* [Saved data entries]
================

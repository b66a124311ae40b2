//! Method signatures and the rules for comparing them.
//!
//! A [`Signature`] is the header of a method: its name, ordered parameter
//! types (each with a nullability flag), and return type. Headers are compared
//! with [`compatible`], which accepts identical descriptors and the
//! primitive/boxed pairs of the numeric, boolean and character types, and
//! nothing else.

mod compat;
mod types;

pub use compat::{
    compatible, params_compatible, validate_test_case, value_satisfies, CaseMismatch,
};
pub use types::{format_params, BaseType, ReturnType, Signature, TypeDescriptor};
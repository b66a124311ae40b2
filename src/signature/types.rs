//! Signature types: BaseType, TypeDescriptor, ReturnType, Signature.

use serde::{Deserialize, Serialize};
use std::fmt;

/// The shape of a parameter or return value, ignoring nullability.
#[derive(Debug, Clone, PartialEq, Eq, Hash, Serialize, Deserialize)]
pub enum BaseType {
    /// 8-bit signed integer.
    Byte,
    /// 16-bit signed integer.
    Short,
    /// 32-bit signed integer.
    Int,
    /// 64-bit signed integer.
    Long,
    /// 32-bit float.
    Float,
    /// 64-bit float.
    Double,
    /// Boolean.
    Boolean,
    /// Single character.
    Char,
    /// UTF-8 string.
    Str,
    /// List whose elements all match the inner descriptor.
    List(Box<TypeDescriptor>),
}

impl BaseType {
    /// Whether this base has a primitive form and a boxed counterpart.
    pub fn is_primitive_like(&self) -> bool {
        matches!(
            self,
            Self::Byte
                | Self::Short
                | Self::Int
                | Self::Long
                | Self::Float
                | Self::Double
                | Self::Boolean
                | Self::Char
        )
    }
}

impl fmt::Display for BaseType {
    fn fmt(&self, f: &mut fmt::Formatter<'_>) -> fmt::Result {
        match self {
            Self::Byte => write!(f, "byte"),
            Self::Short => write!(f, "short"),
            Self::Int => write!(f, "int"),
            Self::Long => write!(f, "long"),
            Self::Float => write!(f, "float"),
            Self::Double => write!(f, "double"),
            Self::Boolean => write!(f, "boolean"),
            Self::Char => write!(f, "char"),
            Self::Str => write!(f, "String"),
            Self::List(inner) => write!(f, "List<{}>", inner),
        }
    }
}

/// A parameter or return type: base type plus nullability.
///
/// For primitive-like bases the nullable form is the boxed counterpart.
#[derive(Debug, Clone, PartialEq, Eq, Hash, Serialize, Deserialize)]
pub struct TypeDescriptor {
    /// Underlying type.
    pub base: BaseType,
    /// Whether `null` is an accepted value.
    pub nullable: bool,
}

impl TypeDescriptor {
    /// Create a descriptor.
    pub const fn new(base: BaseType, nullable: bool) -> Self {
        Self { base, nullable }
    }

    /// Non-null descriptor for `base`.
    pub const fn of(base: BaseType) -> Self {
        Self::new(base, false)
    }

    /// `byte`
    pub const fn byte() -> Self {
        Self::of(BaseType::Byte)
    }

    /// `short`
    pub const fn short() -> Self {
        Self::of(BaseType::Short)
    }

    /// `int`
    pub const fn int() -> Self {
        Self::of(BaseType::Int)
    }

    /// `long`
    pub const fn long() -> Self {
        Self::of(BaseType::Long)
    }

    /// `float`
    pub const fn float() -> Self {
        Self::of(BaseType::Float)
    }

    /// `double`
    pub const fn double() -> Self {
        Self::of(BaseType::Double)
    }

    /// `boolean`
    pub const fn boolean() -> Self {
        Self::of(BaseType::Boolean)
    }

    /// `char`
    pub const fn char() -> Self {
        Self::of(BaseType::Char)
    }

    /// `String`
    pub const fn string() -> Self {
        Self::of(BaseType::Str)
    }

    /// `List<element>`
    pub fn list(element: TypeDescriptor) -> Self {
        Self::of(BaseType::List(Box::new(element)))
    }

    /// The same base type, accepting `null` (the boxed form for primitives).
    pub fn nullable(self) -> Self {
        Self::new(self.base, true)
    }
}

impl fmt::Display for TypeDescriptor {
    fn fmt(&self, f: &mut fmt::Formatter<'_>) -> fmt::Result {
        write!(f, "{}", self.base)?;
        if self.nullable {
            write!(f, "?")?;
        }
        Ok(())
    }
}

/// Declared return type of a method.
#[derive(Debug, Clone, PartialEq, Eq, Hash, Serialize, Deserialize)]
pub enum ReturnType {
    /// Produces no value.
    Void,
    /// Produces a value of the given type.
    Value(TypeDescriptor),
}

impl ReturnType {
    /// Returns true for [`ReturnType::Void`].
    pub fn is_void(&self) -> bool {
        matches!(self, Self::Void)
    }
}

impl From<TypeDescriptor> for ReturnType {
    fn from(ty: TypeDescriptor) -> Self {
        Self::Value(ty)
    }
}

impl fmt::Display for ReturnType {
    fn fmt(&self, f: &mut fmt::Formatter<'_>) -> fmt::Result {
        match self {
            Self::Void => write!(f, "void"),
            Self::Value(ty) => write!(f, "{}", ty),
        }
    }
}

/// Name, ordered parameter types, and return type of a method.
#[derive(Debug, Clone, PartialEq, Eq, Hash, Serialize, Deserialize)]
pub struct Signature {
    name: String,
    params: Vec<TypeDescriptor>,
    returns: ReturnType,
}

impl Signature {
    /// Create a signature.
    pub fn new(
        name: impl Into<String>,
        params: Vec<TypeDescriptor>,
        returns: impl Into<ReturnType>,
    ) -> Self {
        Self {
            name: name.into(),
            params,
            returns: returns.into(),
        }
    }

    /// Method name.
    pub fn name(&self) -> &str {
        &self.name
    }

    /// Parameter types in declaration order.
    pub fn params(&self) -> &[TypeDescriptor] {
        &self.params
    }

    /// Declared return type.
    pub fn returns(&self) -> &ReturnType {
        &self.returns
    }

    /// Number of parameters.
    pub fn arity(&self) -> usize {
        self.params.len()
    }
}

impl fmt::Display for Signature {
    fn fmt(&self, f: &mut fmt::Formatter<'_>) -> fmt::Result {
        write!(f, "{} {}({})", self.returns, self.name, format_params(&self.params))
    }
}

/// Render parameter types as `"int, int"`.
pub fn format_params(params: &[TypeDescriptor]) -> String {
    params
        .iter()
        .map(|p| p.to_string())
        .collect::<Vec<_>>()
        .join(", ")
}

================

* [What you need to do]
Write the entries out once more, exactly as they appear.

* [Response for this exercise]
repository b66a124311ae40b2
//! Method signatures and the rules for comparing them.
//!
//! A [`Signature`] is the header of a method: its name, ordered parameter
//! types (each with a nullability flag), and return type. Headers are compared
//! with [`compatible`], which accepts identical descriptors and the
//! primitive/boxed pairs of the numeric, boolean and character types, and
//! nothing else.

mod compat;
mod types;

pub use compat::{
    compatible, params_compatible, validate_test_case, value_satisfies, CaseMismatch,
};
pub use types::{format_params, BaseType, ReturnType, Signature, TypeDescriptor};
repository b66a124311ae40b2
filename src/signature/types.rs
//! Signature types: BaseType, TypeDescriptor, ReturnType, Signature.

use serde::{Deserialize, Serialize};
use std::fmt;

/// The shape of a parameter or return value, ignoring nullability.
#[derive(Debug, Clone, PartialEq, Eq, Hash, Serialize, Deserialize)]
pub enum BaseType {
    /// 8-bit signed integer.
    Byte,
    /// 16-bit signed integer.
    Short,
    /// 32-bit signed integer.
    Int,
    /// 64-bit signed integer.
    Long,
    /// 32-bit float.
    Float,
    /// 64-bit float.
    Double,
    /// Boolean.
    Boolean,
    /// Single character.
    Char,
    /// UTF-8 string.
    Str,
    /// List whose elements all match the inner descriptor.
    List(Box<TypeDescriptor>),
}

impl BaseType {
    /// Whether this base has a primitive form and a boxed counterpart.
    pub fn is_primitive_like(&self) -> bool {
        matches!(
            self,
            Self::Byte
                | Self::Short
                | Self::Int
                | Self::Long
                | Self::Float
                | Self::Double
                | Self::Boolean
                | Self::Char
        )
    }
}

impl fmt::Display for BaseType {
    fn fmt(&self, f: &mut fmt::Formatter<'_>) -> fmt::Result {
        match self {
            Self::Byte => write!(f, "byte"),
            Self::Short => write!(f, "short"),
            Self::Int => write!(f, "int"),
            Self::Long => write!(f, "long"),
            Self::Float => write!(f, "float"),
            Self::Double => write!(f, "double"),
            Self::Boolean => write!(f, "boolean"),
            Self::Char => write!(f, "char"),
            Self::Str => write!(f, "String"),
            Self::List(inner) => write!(f, "List<{}>", inner),
        }
    }
}

/// A parameter or return type: base type plus nullability.
///
/// For primitive-like bases the nullable form is the boxed counterpart.
#[derive(Debug, Clone, PartialEq, Eq, Hash, Serialize, Deserialize)]
pub struct TypeDescriptor {
    /// Underlying type.
    pub base: BaseType,
    /// Whether `null` is an accepted value.
    pub nullable: bool,
}

impl TypeDescriptor {
    /// Create a descriptor.
    pub const fn new(base: BaseType, nullable: bool) -> Self {
        Self { base, nullable }
    }

    /// Non-null descriptor for `base`.
    pub const fn of(base: BaseType) -> Self {
        Self::new(base, false)
    }

    /// `byte`
    pub const fn byte() -> Self {
        Self::of(BaseType::Byte)
    }

    /// `short`
    pub const fn short() -> Self {
        Self::of(BaseType::Short)
    }

    /// `int`
    pub const fn int() -> Self {
        Self::of(BaseType::Int)
    }

    /// `long`
    pub const fn long() -> Self {
        Self::of(BaseType::Long)
    }

    /// `float`
    pub const fn float() -> Self {
        Self::of(BaseType::Float)
    }

    /// `double`
    pub const fn double() -> Self {
        Self::of(BaseType::Double)
    }

    /// `boolean`
    pub const fn boolean() -> Self {
        Self::of(BaseType::Boolean)
    }

    /// `char`
    pub const fn char() -> Self {
        Self::of(BaseType::Char)
    }

    /// `String`
    pub const fn string() -> Self {
        Self::of(BaseType::Str)
    }

    /// `List<element>`
    pub fn list(element: TypeDescriptor) -> Self {
        Self::of(BaseType::List(Box::new(element)))
    }

    /// The same base type, accepting `null` (the boxed form for primitives).
    pub fn nullable(self) -> Self {
        Self::new(self.base, true)
    }
}

impl fmt::Display for TypeDescriptor {
    fn fmt(&self, f: &mut fmt::Formatter<'_>) -> fmt::Result {
        write!(f, "{}", self.base)?;
        if self.nullable {
            write!(f, "?")?;
        }
        Ok(())
    }
}

/// Declared return type of a method.
#[derive(Debug, Clone, PartialEq, Eq, Hash, Serialize, Deserialize)]
pub enum ReturnType {
    /// Produces no value.
    Void,
    /// Produces a value of the given type.
    Value(TypeDescriptor),
}

impl ReturnType {
    /// Returns true for [`ReturnType::Void`].
    pub fn is_void(&self) -> bool {
        matches!(self, Self::Void)
    }
}

impl From<TypeDescriptor> for ReturnType {
    fn from(ty: TypeDescriptor) -> Self {
        Self::Value(ty)
    }
}

impl fmt::Display for ReturnType {
    fn fmt(&self, f: &mut fmt::Formatter<'_>) -> fmt::Result {
        match self {
            Self::Void => write!(f, "void"),
            Self::Value(ty) => write!(f, "{}", ty),
        }
    }
}

/// Name, ordered parameter types, and return type of a method.
#[derive(Debug, Clone, PartialEq, Eq, Hash, Serialize, Deserialize)]
pub struct Signature {
    name: String,
    params: Vec<TypeDescriptor>,
    returns: ReturnType,
}

impl Signature {
    /// Create a signature.
    pub fn new(
        name: impl Into<String>,
        params: Vec<TypeDescriptor>,
        returns: impl Into<ReturnType>,
    ) -> Self {
        Self {
            name: name.into(),
            params,
            returns: returns.into(),
        }
    }

    /// Method name.
    pub fn name(&self) -> &str {
        &self.name
    }

    /// Parameter types in declaration order.
    pub fn params(&self) -> &[TypeDescriptor] {
        &self.params
    }

    /// Declared return type.
    pub fn returns(&self) -> &ReturnType {
        &self.returns
    }

    /// Number of parameters.
    pub fn arity(&self) -> usize {
        self.params.len()
    }
}

impl fmt::Display for Signature {
    fn fmt(&self, f: &mut fmt::Formatter<'_>) -> fmt::Result {
        write!(f, "{} {}({})", self.returns, self.name, format_params(&self.params))
    }
}

/// Render parameter types as `"int, int"`.
pub fn format_params(params: &[TypeDescriptor]) -> String {
    params
        .iter()
        .map(|p| p.to_string())
        .collect::<Vec<_>>()
        .join(", ")
}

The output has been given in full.